In addressing the air quality challenge, the proposed solution incorporates several key techniques:
- Utilizing Google's cloud-based data warehouse, BigQuery, along with the Pandas library in Python, the BigQueryHelper class from the PyBQ library facilitated interaction with the EPA air quality data stored in a Google Cloud project. This data was seamlessly loaded into a Pandas DataFrame for subsequent processing and analysis.
- Employing SQL queries, we selectively retrieved pertinent information from the EPA air quality dataset. Specifically, these queries focused on obtaining average Air Quality Index (AQI) values for a given pollutant and year within each county. Python functions were employed to generate these queries, executed through the BigQueryHelper class.
- Prior to analysis, thorough data preprocessing and cleaning were imperative. This involved actions such as merging columns, discarding unnecessary ones, converting categorical columns to numerical format using one-hot encoding, and transforming object data types to float data types. The year column was designated as the DataFrame index and converted to a DatetimeIndex. Imputation of missing values was carried out using the mean of the respective columns.

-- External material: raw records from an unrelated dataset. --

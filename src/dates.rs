//! Date helpers for spreadsheet and Unix timestamps.
//!
//! Excel serial numbers count days from 1899-12-30 (so `45132` is 2023-07-25). The
//! 1900 leap-year bug is not emulated: serials before 61 map to the true calendar date.

use chrono::{DateTime, Datelike, NaiveDate, Utc};

/// `NaiveDate::num_days_from_ce` of 1899-12-30.
const EXCEL_EPOCH_DAYS_FROM_CE: i64 = 693_594;

/// Calendar date for an Excel serial day number, or `None` if out of range.
pub fn from_excel_serial(serial: i64) -> Option<NaiveDate> {
    let days = i32::try_from(EXCEL_EPOCH_DAYS_FROM_CE.checked_add(serial)?).ok()?;
    NaiveDate::from_num_days_from_ce_opt(days)
}

/// Excel serial day number for a calendar date.
pub fn to_excel_serial(date: NaiveDate) -> i64 {
    i64::from(date.num_days_from_ce()) - EXCEL_EPOCH_DAYS_FROM_CE
}

/// UTC instant for a Unix timestamp in seconds, or `None` if out of range.
pub fn from_unix_seconds(seconds: i64) -> Option<DateTime<Utc>> {
    DateTime::from_timestamp(seconds, 0)
}

/// Whole seconds since the Unix epoch (sub-second parts are floored).
pub fn to_unix_seconds(instant: &DateTime<Utc>) -> i64 {
    instant.timestamp()
}

/// ISO `YYYY-MM-DD` string for a calendar date; `None` for impossible dates (no rollover).
pub fn iso_date(year: i32, month: u32, day: u32) -> Option<String> {
    NaiveDate::from_ymd_opt(year, month, day).map(|d| d.format("%Y-%m-%d").to_string())
}

#[cfg(test)]
mod tests {
    use super::*;

    fn ymd(y: i32, m: u32, d: u32) -> NaiveDate {
        NaiveDate::from_ymd_opt(y, m, d).unwrap()
    }

    #[test]
    fn excel_serials_round_trip() {
        assert_eq!(from_excel_serial(45132), Some(ymd(2023, 7, 25)));
        assert_eq!(to_excel_serial(ymd(2023, 7, 25)), 45132);
        assert_eq!(from_excel_serial(0), Some(ymd(1899, 12, 30)));
        assert_eq!(to_excel_serial(ymd(1900, 3, 1)), 61);
        assert_eq!(from_excel_serial(i64::MAX), None);
    }

    #[test]
    fn unix_seconds_round_trip() {
        let instant = from_unix_seconds(1_690_243_200).unwrap();
        assert_eq!(instant.date_naive(), ymd(2023, 7, 25));
        assert_eq!(to_unix_seconds(&instant), 1_690_243_200);
        assert!(from_unix_seconds(i64::MAX).is_none());
    }

    #[test]
    fn iso_date_is_zero_padded_and_rejects_invalid_dates() {
        assert_eq!(iso_date(2023, 7, 5).as_deref(), Some("2023-07-05"));
        assert_eq!(iso_date(2023, 2, 30), None);
        assert_eq!(iso_date(2023, 13, 1), None);
    }
}
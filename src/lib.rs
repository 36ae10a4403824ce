//! `rust-tabular` is a small library of spreadsheet-style operations over in-memory
//! [`types::Table`]s: ordered sequences of [`types::Record`]s whose fields hold typed
//! [`types::Value`]s.
//!
//! ## What you can do
//!
//! - **Reduce** a column with numerically stable statistics (Kahan-compensated sums):
//!   sum, avg, variance, stdev, covariance, correlation, min, max, range, median, mode,
//!   unique, count ([`processing::reduce`]).
//! - **Aggregate** with a group-by spec ([`processing::agg`], [`processing::AggSpec`]).
//! - **Project and join**: [`processing::select`], [`processing::left_join`],
//!   [`processing::inner_join`].
//! - **Reshape**: [`processing::df`] (column-major view), [`processing::desc`] (per-column
//!   summary), [`processing::to_object`] (keyed lookup), [`processing::sort_by`].
//! - **Run in parallel** with throttling and metrics ([`execution::ExecutionEngine`]).
//! - **Read and write JSON** / NDJSON ([`ingestion::json`]).
//!
//! Every operation takes an [`Accessor`] (field name, projection closure, or the row itself)
//! to say which value it reads, and returns a new value: inputs are never modified.
//!
//! ## Quick example
//!
//! ```rust
//! use rust_tabular::processing::{agg, left_join, reduce, AggSpec};
//! use rust_tabular::record;
//! use rust_tabular::types::{Table, Value};
//!
//! # fn main() -> Result<(), rust_tabular::TableError> {
//! let sales = Table::new(vec![
//!     record! { "Name" => "John", "Amount" => 100 },
//!     record! { "Name" => "Jane", "Amount" => 200 },
//!     record! { "Name" => "John", "Amount" => 150 },
//! ]);
//!
//! let total = reduce::sum(&sales.records, &"Amount".into())?;
//! assert_eq!(total, 450.0);
//!
//! let per_name = agg(&sales, &AggSpec::new().group("Name").sum("Amount").count("Orders"))?;
//! assert_eq!(per_name.records[0].get("Amount"), Some(&Value::Int64(250)));
//! assert_eq!(per_name.records[0].get("Orders"), Some(&Value::Int64(2)));
//!
//! let regions = Table::new(vec![record! { "Name" => "Jane", "Region" => "EU" }]);
//! let joined = left_join(&sales, &regions, &"Name".into(), None)?;
//! assert_eq!(joined.records[1].get("Region"), Some(&Value::from("EU")));
//! assert_eq!(joined.records[0].get("Region"), None);
//! # Ok(())
//! # }
//! ```
//!
//! ## Reading JSON
//!
//! ```no_run
//! use rust_tabular::ingestion::{read_json_path, JsonOptions};
//!
//! # fn main() -> Result<(), rust_tabular::TableError> {
//! // Nested objects are flattened into dot-path fields (e.g. `user.name`).
//! let events = read_json_path("events.ndjson", &JsonOptions::default())?;
//! println!("rows={}", events.row_count());
//! # Ok(())
//! # }
//! ```
//!
//! ## Modules
//!
//! - [`types`]: values, records, tables and the column-major [`types::DataFrame`]
//! - [`accessor`]: how operations pick a value out of a row
//! - [`stats`]: slice-level numeric kernels (Kahan sum, variance, correlation, median)
//! - [`processing`]: table operations (reduce/agg/select/join/reshape)
//! - [`execution`]: chunked parallel execution with observer hooks
//! - [`ingestion`]: JSON input/output
//! - [`dates`]: Excel/Unix date conversions
//! - [`error`]: the crate error type

pub mod accessor;
pub mod dates;
pub mod error;
pub mod execution;
pub mod ingestion;
pub mod processing;
pub mod stats;
pub mod types;

pub use accessor::{Accessor, Row};
pub use error::{TableError, TableResult};
pub use types::{Record, Table, Value};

- Employing time series analysis, a statistical technique for studying and predicting time-dependent data, we modeled air quality data over time and made forecasts for future AQI values. The dataset was partitioned into training and testing sets, with predictions generated using an Autoregressive Integrated Moving Average (ARIMA) model.
- The performance of our time series model was assessed using metrics such as mean absolute error (MAE) and root mean squared error (RMSE), offering quantitative insights into the disparities between actual and predicted values.
- For effective communication of air quality data and analysis outcomes, we leveraged Plotly, a Python graphing library known for interactive and dynamic visualizations. Choropleth maps depicting AQI values for each pollutant and year at the county level in the USA were created. Additionally, time series data, as well as actual and predicted AQI values, were visualized.